スイスで進まぬ住宅・建築物の省エネ化 完了は1世紀後か
スイスでは温室効果ガス排出量の4分の1以上は住宅・建築物に係っている。国からの補助金制度や、気候への悪影響を早急に軽減する必要性があるにもかかわらず、建物の省エネ化は遅々として進まない。なぜか。
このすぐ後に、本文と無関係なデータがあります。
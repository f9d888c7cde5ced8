use async_trait::async_trait;
use chrono::{DateTime, Duration, Utc};
use sqlx::{PgPool, Postgres, QueryBuilder};
use skyfare_core::repository::FlightRepository;
use skyfare_core::search::FlightSearch;
use skyfare_core::{CoreError, CoreResult, Flight, NewFlight};
use crate::database::db_error;

pub(crate) const FLIGHT_COLUMNS: &str = "flight_id, flight_no, origin, destination, departure, arrival, \
     base_fare_cents, total_seats, seats_available, airline_name";

/// Postgres-backed store. Implements every repository trait plus the
/// per-flight row locks (see `ledger.rs`).
#[derive(Clone)]
pub struct PgStore {
    pub(crate) pool: PgPool,
}

impl PgStore {
    pub fn new(pool: PgPool) -> Self {
        Self { pool }
    }
}

#[derive(sqlx::FromRow)]
pub(crate) struct FlightRow {
    flight_id: i64,
    flight_no: String,
    origin: String,
    destination: String,
    departure: DateTime<Utc>,
    arrival: DateTime<Utc>,
    base_fare_cents: i64,
    total_seats: i32,
    seats_available: i32,
    airline_name: String,
}

impl From<FlightRow> for Flight {
    fn from(row: FlightRow) -> Self {
        Flight {
            flight_id: row.flight_id,
            flight_no: row.flight_no,
            origin: row.origin,
            destination: row.destination,
            departure: row.departure,
            arrival: row.arrival,
            base_fare_cents: row.base_fare_cents,
            total_seats: row.total_seats,
            seats_available: row.seats_available,
            airline_name: row.airline_name,
        }
    }
}

#[async_trait]
impl FlightRepository for PgStore {
    async fn list_flights(&self) -> CoreResult<Vec<Flight>> {
        let rows = sqlx::query_as::<_, FlightRow>(&format!(
            "SELECT {} FROM flights ORDER BY flight_id",
            FLIGHT_COLUMNS
        ))
        .fetch_all(&self.pool)
        .await
        .map_err(db_error)?;

        Ok(rows.into_iter().map(Flight::from).collect())
    }

    async fn get_flight(&self, flight_id: i64) -> CoreResult<Option<Flight>> {
        let row = sqlx::query_as::<_, FlightRow>(&format!(
            "SELECT {} FROM flights WHERE flight_id = $1",
            FLIGHT_COLUMNS
        ))
        .bind(flight_id)
        .fetch_optional(&self.pool)
        .await
        .map_err(db_error)?;

        Ok(row.map(Flight::from))
    }

    async fn get_flight_by_no(&self, flight_no: &str) -> CoreResult<Option<Flight>> {
        let row = sqlx::query_as::<_, FlightRow>(&format!(
            "SELECT {} FROM flights WHERE flight_no = $1",
            FLIGHT_COLUMNS
        ))
        .bind(flight_no)
        .fetch_optional(&self.pool)
        .await
        .map_err(db_error)?;

        Ok(row.map(Flight::from))
    }

    async fn search_flights(&self, search: &FlightSearch) -> CoreResult<Vec<Flight>> {
        let mut query: QueryBuilder<Postgres> =
            QueryBuilder::new(format!("SELECT {} FROM flights WHERE TRUE", FLIGHT_COLUMNS));

        if let Some(origin) = &search.origin {
            query.push(" AND lower(origin) = lower(").push_bind(origin.clone()).push(")");
        }
        if let Some(destination) = &search.destination {
            query.push(" AND lower(destination) = lower(").push_bind(destination.clone()).push(")");
        }
        if let Some(date) = search.date {
            let start = date
                .and_hms_opt(0, 0, 0)
                .map(|d| d.and_utc())
                .ok_or_else(|| CoreError::ValidationError(format!("invalid date {}", date)))?;
            query
                .push(" AND departure >= ")
                .push_bind(start)
                .push(" AND departure < ")
                .push_bind(start + Duration::days(1));
        }
        query.push(" ORDER BY flight_id");

        let rows = query
            .build_query_as::<FlightRow>()
            .fetch_all(&self.pool)
            .await
            .map_err(db_error)?;

        Ok(rows.into_iter().map(Flight::from).collect())
    }

    async fn create_flight(&self, flight: &NewFlight) -> CoreResult<Flight> {
        let row = sqlx::query_as::<_, FlightRow>(&format!(
            r#"
            INSERT INTO flights (flight_no, origin, destination, departure, arrival, base_fare_cents, total_seats, seats_available, airline_name)
            VALUES ($1, $2, $3, $4, $5, $6, $7, $8, $9)
            RETURNING {}
            "#,
            FLIGHT_COLUMNS
        ))
        .bind(&flight.flight_no)
        .bind(&flight.origin)
        .bind(&flight.destination)
        .bind(flight.departure)
        .bind(flight.arrival)
        .bind(flight.base_fare_cents)
        .bind(flight.total_seats)
        .bind(flight.seats_available)
        .bind(&flight.airline_name)
        .fetch_one(&self.pool)
        .await
        .map_err(|e| match db_error(e) {
            CoreError::DuplicateFlight(_) => CoreError::DuplicateFlight(flight.flight_no.clone()),
            other => other,
        })?;

        Ok(row.into())
    }
}
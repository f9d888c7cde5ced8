use chrono::{DateTime, Utc};
use serde::Serialize;
use std::sync::Arc;
use tracing::{debug, info};
use skyfare_catalog::{sample_flights, FareQuote, PricingEngine};
use skyfare_core::search::{FlightSearch, SortBy};
use skyfare_core::{CoreError, CoreResult, FareHistoryEntry, FarePoint, Flight, NewFlight, Store};

pub const DEFAULT_HISTORY_LIMIT: usize = 10;

/// A flight together with its fare at the moment it was viewed.
#[derive(Debug, Clone, Serialize)]
pub struct FlightView {
    #[serde(flatten)]
    pub flight: Flight,
    pub dynamic_price_cents: i64,
    pub duration_seconds: i64,
}

impl FlightView {
    fn new(flight: Flight, quote: &FareQuote) -> Self {
        let duration_seconds = flight.duration().num_seconds();
        Self {
            flight,
            dynamic_price_cents: quote.fare_cents,
            duration_seconds,
        }
    }
}

/// Read side of the schedule plus the fare history log.
pub struct FareService {
    store: Arc<dyn Store>,
    pricing: Arc<PricingEngine>,
}

impl FareService {
    pub fn new(store: Arc<dyn Store>, pricing: Arc<PricingEngine>) -> Self {
        Self { store, pricing }
    }

    pub fn pricing(&self) -> &Arc<PricingEngine> {
        &self.pricing
    }

    /// Every flight priced now. Nothing is logged.
    pub async fn list_flights(&self) -> CoreResult<Vec<FlightView>> {
        let now = Utc::now();
        Ok(self
            .store
            .list_flights()
            .await?
            .into_iter()
            .map(|flight| {
                let quote = self.pricing.quote(&flight, now);
                FlightView::new(flight, &quote)
            })
            .collect())
    }

    /// Price one flight and append the result to its fare history.
    pub async fn get_pricing(&self, flight_no: &str) -> CoreResult<FlightView> {
        let flight = self
            .store
            .get_flight_by_no(flight_no)
            .await?
            .ok_or_else(|| CoreError::FlightNotFound(flight_no.to_string()))?;

        let quote = self.record_price(&flight, Utc::now()).await?;
        Ok(FlightView::new(flight, &quote))
    }

    pub async fn search_flights(&self, search: &FlightSearch) -> CoreResult<Vec<FlightView>> {
        let now = Utc::now();
        let mut views: Vec<FlightView> = self
            .store
            .search_flights(search)
            .await?
            .into_iter()
            .map(|flight| {
                let quote = self.pricing.quote(&flight, now);
                FlightView::new(flight, &quote)
            })
            .collect();

        match search.sort_by {
            Some(SortBy::Price) => views.sort_by_key(|v| v.dynamic_price_cents),
            Some(SortBy::Duration) => views.sort_by_key(|v| v.duration_seconds),
            None => {}
        }
        Ok(views)
    }

    /// Add a flight to the schedule and log its opening fare.
    pub async fn create_flight(&self, flight: NewFlight) -> CoreResult<FlightView> {
        flight.validate()?;

        let created = self.store.create_flight(&flight).await?;
        let quote = self.record_price(&created, Utc::now()).await?;

        info!(flight_no = %created.flight_no, flight_id = created.flight_id, fare_cents = quote.fare_cents, "flight created");
        Ok(FlightView::new(created, &quote))
    }

    /// Most recent first. Unknown flight numbers simply have no history.
    pub async fn fare_history(&self, flight_no: &str, limit: Option<usize>) -> CoreResult<Vec<FarePoint>> {
        self.store
            .recent_fares(flight_no, limit.unwrap_or(DEFAULT_HISTORY_LIMIT))
            .await
    }

    /// Price `flight` as of `now` and append the fare to the history log.
    pub async fn record_price(&self, flight: &Flight, now: DateTime<Utc>) -> CoreResult<FareQuote> {
        let quote = self.pricing.quote(flight, now);
        self.store
            .append_fare(&FareHistoryEntry {
                flight_no: flight.flight_no.clone(),
                timestamp: now,
                fare_cents: quote.fare_cents,
            })
            .await?;

        debug!(
            flight_no = %flight.flight_no,
            fare_cents = quote.fare_cents,
            multiplier = quote.multiplier,
            "fare recorded"
        );
        Ok(quote)
    }

    /// Load the sample schedule into an empty flight table. Returns how many
    /// flights were inserted.
    pub async fn seed_sample_flights(&self, now: DateTime<Utc>) -> CoreResult<usize> {
        if !self.store.list_flights().await?.is_empty() {
            return Ok(0);
        }

        let mut inserted = 0;
        for flight in sample_flights(now) {
            match self.store.create_flight(&flight).await {
                Ok(_) => inserted += 1,
                // another instance seeded first
                Err(CoreError::DuplicateFlight(_)) => {}
                Err(e) => return Err(e),
            }
        }
        info!(inserted, "sample flights seeded");
        Ok(inserted)
    }

    /// Log an opening fare for every flight that has none yet.
    pub async fn seed_initial_fares(&self, now: DateTime<Utc>) -> CoreResult<usize> {
        let mut recorded = 0;
        for flight in self.store.list_flights().await? {
            if !self.store.has_fare_history(&flight.flight_no).await? {
                self.record_price(&flight, now).await?;
                recorded += 1;
            }
        }
        if recorded > 0 {
            info!(recorded, "initial fares recorded");
        }
        Ok(recorded)
    }
}
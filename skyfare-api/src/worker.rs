use std::sync::Arc;
use tokio::sync::mpsc::error::TrySendError;
use tokio::sync::{mpsc, watch};
use tokio::task::JoinHandle;
use tokio::time::{interval_at, Duration, Instant, MissedTickBehavior};
use tracing::{debug, error, info};
use skyfare_booking::MarketSimulator;
use skyfare_store::app_config::SchedulerConfig;

const JOB_QUEUE_CAPACITY: usize = 8;

#[derive(Debug, Clone, Copy, PartialEq, Eq)]
pub enum MarketJob {
    /// Random availability step plus a fresh fare per flight
    Perturb,
    /// Fresh fare per flight, availability untouched
    RecordPrices,
}

/// Handle on the running market scheduler.
pub struct MarketScheduler {
    shutdown: watch::Sender<bool>,
    tasks: Vec<JoinHandle<()>>,
}

impl MarketScheduler {
    /// Stop the tickers and the dispatcher and wait for them to exit. A job
    /// that is already running finishes first.
    pub async fn shutdown(self) {
        let _ = self.shutdown.send(true);
        for task in self.tasks {
            if let Err(e) = task.await {
                error!("Market scheduler task ended abnormally: {}", e);
            }
        }
        info!("Market scheduler stopped");
    }
}

/// Start one ticker per job plus a single dispatcher that runs the jobs in
/// arrival order. Ticks that find the queue full are dropped.
pub fn start_market_scheduler(market: Arc<MarketSimulator>, config: &SchedulerConfig) -> MarketScheduler {
    let (shutdown_tx, shutdown_rx) = watch::channel(false);
    let (job_tx, job_rx) = mpsc::channel(JOB_QUEUE_CAPACITY);

    let market_every = Duration::from_secs(config.market_interval_seconds.max(1));
    let history_every = Duration::from_secs(config.history_interval_seconds.max(1));

    let tasks = vec![
        tokio::spawn(ticker(MarketJob::Perturb, market_every, job_tx.clone(), shutdown_rx.clone())),
        tokio::spawn(ticker(MarketJob::RecordPrices, history_every, job_tx, shutdown_rx.clone())),
        tokio::spawn(dispatcher(market, job_rx, shutdown_rx)),
    ];

    info!(
        market_interval_seconds = market_every.as_secs(),
        history_interval_seconds = history_every.as_secs(),
        "Market scheduler started"
    );
    MarketScheduler {
        shutdown: shutdown_tx,
        tasks,
    }
}

async fn ticker(job: MarketJob, every: Duration, queue: mpsc::Sender<MarketJob>, mut shutdown: watch::Receiver<bool>) {
    let mut interval = interval_at(Instant::now() + every, every);
    interval.set_missed_tick_behavior(MissedTickBehavior::Skip);

    loop {
        tokio::select! {
            _ = shutdown.changed() => break,
            _ = interval.tick() => match queue.try_send(job) {
                Ok(()) => {}
                Err(TrySendError::Full(job)) => debug!(?job, "Job queue full, skipping tick"),
                Err(TrySendError::Closed(_)) => break,
            },
        }
    }
}

async fn dispatcher(market: Arc<MarketSimulator>, mut queue: mpsc::Receiver<MarketJob>, mut shutdown: watch::Receiver<bool>) {
    loop {
        tokio::select! {
            biased;
            _ = shutdown.changed() => break,
            job = queue.recv() => match job {
                Some(job) => run_job(&market, job).await,
                None => break,
            },
        }
    }
}

async fn run_job(market: &MarketSimulator, job: MarketJob) {
    let result = match job {
        MarketJob::Perturb => market.perturb_market().await,
        MarketJob::RecordPrices => market.record_prices().await,
    };
    if let Err(e) = result {
        // per-flight failures are already absorbed; this is the flight listing itself
        error!(?job, "Market job failed: {}", e);
    }
}
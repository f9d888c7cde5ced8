use serde::{Deserialize, Serialize};
use chrono::{DateTime, Utc};
use rand::rngs::StdRng;
use rand::{Rng, SeedableRng};
use std::sync::Mutex;
use skyfare_core::Flight;

const SECONDS_PER_DAY: f64 = 86_400.0;

/// Source of the demand factor: unmodelled market noise.
pub trait DemandSource: Send + Sync {
    /// Draw a demand factor within `[low, high]`.
    fn demand_factor(&self, low: f64, high: f64) -> f64;
}

/// Uniform draw from a seedable RNG
pub struct UniformDemand {
    rng: Mutex<StdRng>,
}

impl UniformDemand {
    pub fn from_entropy() -> Self {
        Self { rng: Mutex::new(StdRng::from_entropy()) }
    }

    pub fn seeded(seed: u64) -> Self {
        Self { rng: Mutex::new(StdRng::seed_from_u64(seed)) }
    }
}

impl DemandSource for UniformDemand {
    fn demand_factor(&self, low: f64, high: f64) -> f64 {
        // A poisoned RNG is still a usable RNG.
        let mut rng = self.rng.lock().unwrap_or_else(|e| e.into_inner());
        rng.gen_range(low..=high)
    }
}

/// Always returns the same factor, ignoring the configured range.
#[derive(Debug, Clone, Copy)]
pub struct FixedDemand(pub f64);

impl DemandSource for FixedDemand {
    fn demand_factor(&self, _low: f64, _high: f64) -> f64 {
        self.0
    }
}

#[derive(Debug, Clone, Serialize, Deserialize)]
pub struct PricingConfig {
    /// Weight of seat scarcity; a full flight adds this much to the multiplier
    pub seat_weight: f64,

    /// Lower bound of the demand noise
    pub demand_low: f64,

    /// Upper bound of the demand noise
    pub demand_high: f64,

    /// Case-insensitive airline name fragments that price as the premium tier
    pub premium_markers: Vec<String>,

    pub premium_tier_factor: f64,

    pub standard_tier_factor: f64,

    /// No fare is ever quoted below this (in cents)
    pub floor_cents: i64,
}

impl Default for PricingConfig {
    fn default() -> Self {
        Self {
            seat_weight: 0.4,
            demand_low: -0.08,
            demand_high: 0.25,
            premium_markers: vec!["premium".to_string(), "air india".to_string()],
            premium_tier_factor: 0.12,
            standard_tier_factor: -0.03,
            floor_cents: 5_000,
        }
    }
}

/// Result of one pricing evaluation, factor by factor.
#[derive(Debug, Clone, Copy, PartialEq, Serialize, Deserialize)]
pub struct FareQuote {
    pub seat_factor: f64,
    pub time_factor: f64,
    pub demand_factor: f64,
    pub tier_factor: f64,
    pub multiplier: f64,
    pub fare_cents: i64,
}

/// Dynamic fare engine.
///
/// Pure apart from the demand draw: it owns no data and needs no locking,
/// so one instance is shared by every request and background job.
pub struct PricingEngine {
    config: PricingConfig,
    demand: Box<dyn DemandSource>,
}

impl PricingEngine {
    pub fn new(config: PricingConfig, demand: Box<dyn DemandSource>) -> Self {
        Self { config, demand }
    }

    pub fn config(&self) -> &PricingConfig {
        &self.config
    }

    /// Scarcity component: 0 on an empty flight, `seat_weight` when full.
    pub fn seat_factor(&self, seats_available: i32, total_seats: i32) -> f64 {
        if total_seats <= 0 {
            return self.config.seat_weight;
        }
        let ratio = seats_available as f64 / total_seats as f64;
        self.config.seat_weight * (1.0 - ratio)
    }

    /// Last-minute premium, early-bird discount.
    pub fn time_factor(&self, departure: DateTime<Utc>, now: DateTime<Utc>) -> f64 {
        let days = (departure - now).num_milliseconds() as f64 / 1000.0 / SECONDS_PER_DAY;

        if days <= 0.0 {
            0.6
        } else if days <= 1.0 {
            0.4
        } else if days <= 3.0 {
            0.2
        } else if days <= 7.0 {
            0.1
        } else {
            -0.05
        }
    }

    pub fn tier_factor(&self, airline_name: &str) -> f64 {
        let name = airline_name.to_lowercase();
        let premium = self
            .config
            .premium_markers
            .iter()
            .any(|marker| name.contains(&marker.to_lowercase()));

        if premium {
            self.config.premium_tier_factor
        } else {
            self.config.standard_tier_factor
        }
    }

    pub fn price(
        &self,
        base_fare_cents: i64,
        seats_available: i32,
        total_seats: i32,
        departure: DateTime<Utc>,
        airline_name: &str,
        now: DateTime<Utc>,
    ) -> FareQuote {
        let seat_factor = self.seat_factor(seats_available, total_seats);
        let time_factor = self.time_factor(departure, now);
        let demand_factor = self
            .demand
            .demand_factor(self.config.demand_low, self.config.demand_high);
        let tier_factor = self.tier_factor(airline_name);

        let multiplier = 1.0 + seat_factor + time_factor + demand_factor + tier_factor;
        let fare_cents = ((base_fare_cents as f64 * multiplier).round() as i64).max(self.config.floor_cents);

        FareQuote {
            seat_factor,
            time_factor,
            demand_factor,
            tier_factor,
            multiplier,
            fare_cents,
        }
    }

    /// Price a flight as it stands right now.
    pub fn quote(&self, flight: &Flight, now: DateTime<Utc>) -> FareQuote {
        self.price(
            flight.base_fare_cents,
            flight.seats_available,
            flight.total_seats,
            flight.departure,
            &flight.airline_name,
            now,
        )
    }
}

impl Default for PricingEngine {
    fn default() -> Self {
        Self::new(PricingConfig::default(), Box::new(UniformDemand::from_entropy()))
    }
}

#[cfg(test)]
mod tests {
    use super::*;
    use chrono::Duration;

    fn engine(demand: f64) -> PricingEngine {
        PricingEngine::new(PricingConfig::default(), Box::new(FixedDemand(demand)))
    }

    #[test]
    fn test_reference_fare() {
        let engine = engine(0.0);
        let now = Utc::now();

        let quote = engine.price(500_000, 100, 100, now + Duration::days(10), "Air India", now);

        assert_eq!(quote.seat_factor, 0.0);
        assert_eq!(quote.time_factor, -0.05);
        assert_eq!(quote.tier_factor, 0.12);
        assert!((quote.multiplier - 1.07).abs() < 1e-9);
        assert_eq!(quote.fare_cents, 535_000);
    }

    #[test]
    fn test_seat_factor() {
        let engine = engine(0.0);
        assert_eq!(engine.seat_factor(100, 100), 0.0);
        assert!((engine.seat_factor(0, 100) - 0.4).abs() < 1e-9);
        assert!((engine.seat_factor(50, 100) - 0.2).abs() < 1e-9);
        // unknown capacity prices as full
        assert!((engine.seat_factor(0, 0) - 0.4).abs() < 1e-9);
    }

    #[test]
    fn test_time_bands() {
        let engine = engine(0.0);
        let now = Utc::now();

        assert_eq!(engine.time_factor(now - Duration::hours(1), now), 0.6);
        assert_eq!(engine.time_factor(now, now), 0.6);
        assert_eq!(engine.time_factor(now + Duration::hours(12), now), 0.4);
        assert_eq!(engine.time_factor(now + Duration::days(1), now), 0.4);
        assert_eq!(engine.time_factor(now + Duration::days(2), now), 0.2);
        assert_eq!(engine.time_factor(now + Duration::days(5), now), 0.1);
        assert_eq!(engine.time_factor(now + Duration::days(7), now), 0.1);
        assert_eq!(engine.time_factor(now + Duration::days(8), now), -0.05);
    }

    #[test]
    fn test_tier_factor() {
        let engine = engine(0.0);
        assert_eq!(engine.tier_factor("AIR INDIA"), 0.12);
        assert_eq!(engine.tier_factor("SkyHigh Premium"), 0.12);
        assert_eq!(engine.tier_factor("IndiGo"), -0.03);
    }

    #[test]
    fn test_fare_floor() {
        let engine = engine(-0.08);
        let now = Utc::now();

        let quote = engine.price(1_000, 10, 10, now + Duration::days(30), "IndiGo", now);
        assert_eq!(quote.fare_cents, 5_000);

        let free = engine.price(0, 10, 10, now, "IndiGo", now);
        assert_eq!(free.fare_cents, 5_000);
    }

    #[test]
    fn test_uniform_demand_stays_in_range() {
        let demand = UniformDemand::seeded(7);
        for _ in 0..1_000 {
            let d = demand.demand_factor(-0.08, 0.25);
            assert!((-0.08..=0.25).contains(&d));
        }
    }

    #[test]
    fn test_seeded_demand_is_reproducible() {
        let a = UniformDemand::seeded(42);
        let b = UniformDemand::seeded(42);
        for _ in 0..10 {
            assert_eq!(a.demand_factor(-0.08, 0.25), b.demand_factor(-0.08, 0.25));
        }
    }
}
use chrono::Utc;
use rand::rngs::StdRng;
use rand::seq::SliceRandom;
use rand::SeedableRng;
use serde::Serialize;
use std::sync::{Arc, Mutex};
use std::time::Duration;
use tracing::{info, warn};
use skyfare_catalog::InventoryLedger;
use skyfare_core::{CoreResult, Flight, Store};
use crate::fares::FareService;

/// Availability steps the market simulation draws from.
pub const MARKET_STEPS: [i32; 6] = [-3, -2, -1, 0, 1, 2];

pub trait StepSource: Send + Sync {
    fn step(&self) -> i32;
}

pub struct RandomSteps {
    rng: Mutex<StdRng>,
}

impl RandomSteps {
    pub fn from_entropy() -> Self {
        Self { rng: Mutex::new(StdRng::from_entropy()) }
    }

    pub fn seeded(seed: u64) -> Self {
        Self { rng: Mutex::new(StdRng::seed_from_u64(seed)) }
    }
}

impl StepSource for RandomSteps {
    fn step(&self) -> i32 {
        let mut rng = self.rng.lock().unwrap_or_else(|e| e.into_inner());
        MARKET_STEPS.choose(&mut *rng).copied().unwrap_or(0)
    }
}

#[derive(Debug, Clone, Copy)]
pub struct FixedStep(pub i32);

impl StepSource for FixedStep {
    fn step(&self) -> i32 {
        self.0
    }
}

/// Outcome of one pass over the schedule.
#[derive(Debug, Clone, Copy, Default, PartialEq, Eq, Serialize)]
pub struct BatchReport {
    pub processed: usize,
    pub failed: usize,
}

/// Batch bodies of the two periodic market jobs.
///
/// Flights are handled one at a time, each under its own flight lock, and a
/// failure on one flight is logged without stopping the batch.
pub struct MarketSimulator {
    store: Arc<dyn Store>,
    ledger: InventoryLedger,
    fares: Arc<FareService>,
    steps: Box<dyn StepSource>,
}

impl MarketSimulator {
    pub fn new(store: Arc<dyn Store>, fares: Arc<FareService>, lock_wait: Duration) -> Self {
        Self {
            ledger: InventoryLedger::new(store.clone(), lock_wait),
            store,
            fares,
            steps: Box::new(RandomSteps::from_entropy()),
        }
    }

    pub fn with_steps(mut self, steps: Box<dyn StepSource>) -> Self {
        self.steps = steps;
        self
    }

    /// Nudge every flight's availability by a random step, then log its new fare.
    pub async fn perturb_market(&self) -> CoreResult<BatchReport> {
        let mut report = BatchReport::default();
        for flight in self.store.list_flights().await? {
            match self.perturb_flight(&flight).await {
                Ok(()) => report.processed += 1,
                Err(e) => {
                    warn!(flight_no = %flight.flight_no, error = %e, "market perturbation failed for flight");
                    report.failed += 1;
                }
            }
        }
        info!(processed = report.processed, failed = report.failed, "market perturbation pass finished");
        Ok(report)
    }

    async fn perturb_flight(&self, flight: &Flight) -> CoreResult<()> {
        let delta = self.steps.step();
        let updated = self.ledger.perturb(flight.flight_id, delta).await?;
        self.fares.record_price(&updated, Utc::now()).await?;
        Ok(())
    }

    /// Log a fresh fare for every flight without touching availability.
    pub async fn record_prices(&self) -> CoreResult<BatchReport> {
        let mut report = BatchReport::default();
        for flight in self.store.list_flights().await? {
            match self.record_flight_price(&flight).await {
                Ok(()) => report.processed += 1,
                Err(e) => {
                    warn!(flight_no = %flight.flight_no, error = %e, "price recording failed for flight");
                    report.failed += 1;
                }
            }
        }
        info!(processed = report.processed, failed = report.failed, "price history pass finished");
        Ok(report)
    }

    async fn record_flight_price(&self, flight: &Flight) -> CoreResult<()> {
        // Read availability under the flight lock, price after releasing it.
        let tx = self.ledger.open(flight.flight_id).await?;
        let current = tx.flight().clone();
        drop(tx);

        self.fares.record_price(&current, Utc::now()).await?;
        Ok(())
    }
}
「当初はドアと窓だけ交換する予定でしたが、補助金が出ると知り全面改装することにしました」と話すのはルカ・ベリーニさんだ。ベリーニさんはスイス南部ティチーノ州のルガーノ近郊にあるインソネ外部リンクに、1964年築の家を所有する。「環境には特別な配慮をすることが大切だと思います」
厚さ24センチのロックウール断熱材を使用し、3重ガラスの窓に自動換気システムを採用。そしてオイルボイラーをヒートポンプに交換した結果、ベリーニさんの家は近代的な住宅へと変身を遂げた。エネルギー消費量を少なくできる上、暮らしも快適になったと、80歳になるベリーニさんの母親は言う。「どの部屋も同じ温度で、隙間風がなくなりました」
この改装のおかげで、家の価値も3〜4割上がったとベリーニさんは見る。こういった全面改装を行う人はスイスではむしろ例外的だと説明すると、ベリーニさんは驚いた様子だった。
約100万世帯で断熱設備が不十分
スイスでは、エネルギー消費量の約4割と温室効果ガス総排出量の4分の1以上が住宅や建築物の利用によるものだ。 次のグラフが示すように、住宅や建築物は産業よりも多く温室効果ガスを排出している。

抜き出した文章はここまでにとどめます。